YOUR ASSIGNMENT >>
Write each line again exactly as it is, from the opening line of the records below through the one containing "path: String, message: String", and add nothing.
============================================================
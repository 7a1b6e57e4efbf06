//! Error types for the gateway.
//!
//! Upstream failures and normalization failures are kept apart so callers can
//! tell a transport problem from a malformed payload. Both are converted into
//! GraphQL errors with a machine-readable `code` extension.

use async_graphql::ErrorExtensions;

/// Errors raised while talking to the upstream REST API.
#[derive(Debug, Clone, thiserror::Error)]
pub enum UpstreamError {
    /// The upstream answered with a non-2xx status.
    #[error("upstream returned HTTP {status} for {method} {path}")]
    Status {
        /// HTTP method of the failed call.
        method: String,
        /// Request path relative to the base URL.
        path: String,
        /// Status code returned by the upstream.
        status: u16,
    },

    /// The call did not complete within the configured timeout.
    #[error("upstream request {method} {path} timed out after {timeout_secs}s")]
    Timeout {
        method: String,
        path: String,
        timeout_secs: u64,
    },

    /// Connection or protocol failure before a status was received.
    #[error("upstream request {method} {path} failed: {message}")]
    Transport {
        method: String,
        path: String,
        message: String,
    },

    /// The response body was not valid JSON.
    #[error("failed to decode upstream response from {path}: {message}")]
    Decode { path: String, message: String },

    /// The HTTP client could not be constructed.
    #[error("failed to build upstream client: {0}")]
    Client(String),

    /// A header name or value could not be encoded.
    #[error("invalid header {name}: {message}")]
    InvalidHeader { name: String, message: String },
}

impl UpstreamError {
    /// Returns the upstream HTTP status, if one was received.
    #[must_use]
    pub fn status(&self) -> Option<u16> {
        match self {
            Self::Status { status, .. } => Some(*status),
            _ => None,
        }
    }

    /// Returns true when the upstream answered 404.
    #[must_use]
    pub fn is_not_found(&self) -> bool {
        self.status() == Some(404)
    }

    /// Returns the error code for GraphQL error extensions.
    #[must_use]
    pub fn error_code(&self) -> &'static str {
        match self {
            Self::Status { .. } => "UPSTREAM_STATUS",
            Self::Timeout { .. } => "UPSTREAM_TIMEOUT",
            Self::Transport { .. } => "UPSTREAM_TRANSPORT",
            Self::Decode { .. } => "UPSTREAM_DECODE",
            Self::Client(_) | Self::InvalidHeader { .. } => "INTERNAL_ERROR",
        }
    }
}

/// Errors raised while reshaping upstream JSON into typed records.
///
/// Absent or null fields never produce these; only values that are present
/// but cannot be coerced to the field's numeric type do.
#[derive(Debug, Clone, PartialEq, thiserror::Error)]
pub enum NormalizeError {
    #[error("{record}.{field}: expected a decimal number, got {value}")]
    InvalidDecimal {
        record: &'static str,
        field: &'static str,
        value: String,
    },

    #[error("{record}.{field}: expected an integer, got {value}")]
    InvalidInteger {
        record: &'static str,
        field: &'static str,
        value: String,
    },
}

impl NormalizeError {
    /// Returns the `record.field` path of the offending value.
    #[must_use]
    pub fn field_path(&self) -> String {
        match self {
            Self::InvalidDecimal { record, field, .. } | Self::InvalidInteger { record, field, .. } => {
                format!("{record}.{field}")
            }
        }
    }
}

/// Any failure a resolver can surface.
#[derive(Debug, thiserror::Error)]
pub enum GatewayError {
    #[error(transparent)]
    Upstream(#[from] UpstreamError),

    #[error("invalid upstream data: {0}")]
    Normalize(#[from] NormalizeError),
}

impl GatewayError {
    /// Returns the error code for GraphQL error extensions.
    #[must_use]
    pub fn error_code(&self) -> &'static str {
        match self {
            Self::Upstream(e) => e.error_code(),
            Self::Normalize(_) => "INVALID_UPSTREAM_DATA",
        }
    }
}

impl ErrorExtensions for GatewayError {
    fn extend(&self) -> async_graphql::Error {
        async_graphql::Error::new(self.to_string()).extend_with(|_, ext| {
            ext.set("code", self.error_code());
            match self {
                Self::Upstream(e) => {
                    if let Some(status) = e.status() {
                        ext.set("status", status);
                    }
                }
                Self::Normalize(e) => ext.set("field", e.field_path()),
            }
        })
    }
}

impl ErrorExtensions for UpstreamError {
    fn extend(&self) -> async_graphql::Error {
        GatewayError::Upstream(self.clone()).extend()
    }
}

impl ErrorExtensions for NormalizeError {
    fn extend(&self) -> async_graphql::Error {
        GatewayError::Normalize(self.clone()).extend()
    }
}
============================================================
RESULT OF THE EXERCISE >>
repository 7a1b6e57e4efbf06
//! Error types for the gateway.
//!
//! Upstream failures and normalization failures are kept apart so callers can
//! tell a transport problem from a malformed payload. Both are converted into
//! GraphQL errors with a machine-readable `code` extension.

use async_graphql::ErrorExtensions;

/// Errors raised while talking to the upstream REST API.
#[derive(Debug, Clone, thiserror::Error)]
pub enum UpstreamError {
    /// The upstream answered with a non-2xx status.
    #[error("upstream returned HTTP {status} for {method} {path}")]
    Status {
        /// HTTP method of the failed call.
        method: String,
        /// Request path relative to the base URL.
        path: String,
        /// Status code returned by the upstream.
        status: u16,
    },

    /// The call did not complete within the configured timeout.
    #[error("upstream request {method} {path} timed out after {timeout_secs}s")]
    Timeout {
        method: String,
        path: String,
        timeout_secs: u64,
    },

    /// Connection or protocol failure before a status was received.
    #[error("upstream request {method} {path} failed: {message}")]
    Transport {
        method: String,
        path: String,
        message: String,
    },

    /// The response body was not valid JSON.
    #[error("failed to decode upstream response from {path}: {message}")]
    Decode { path: String, message: String },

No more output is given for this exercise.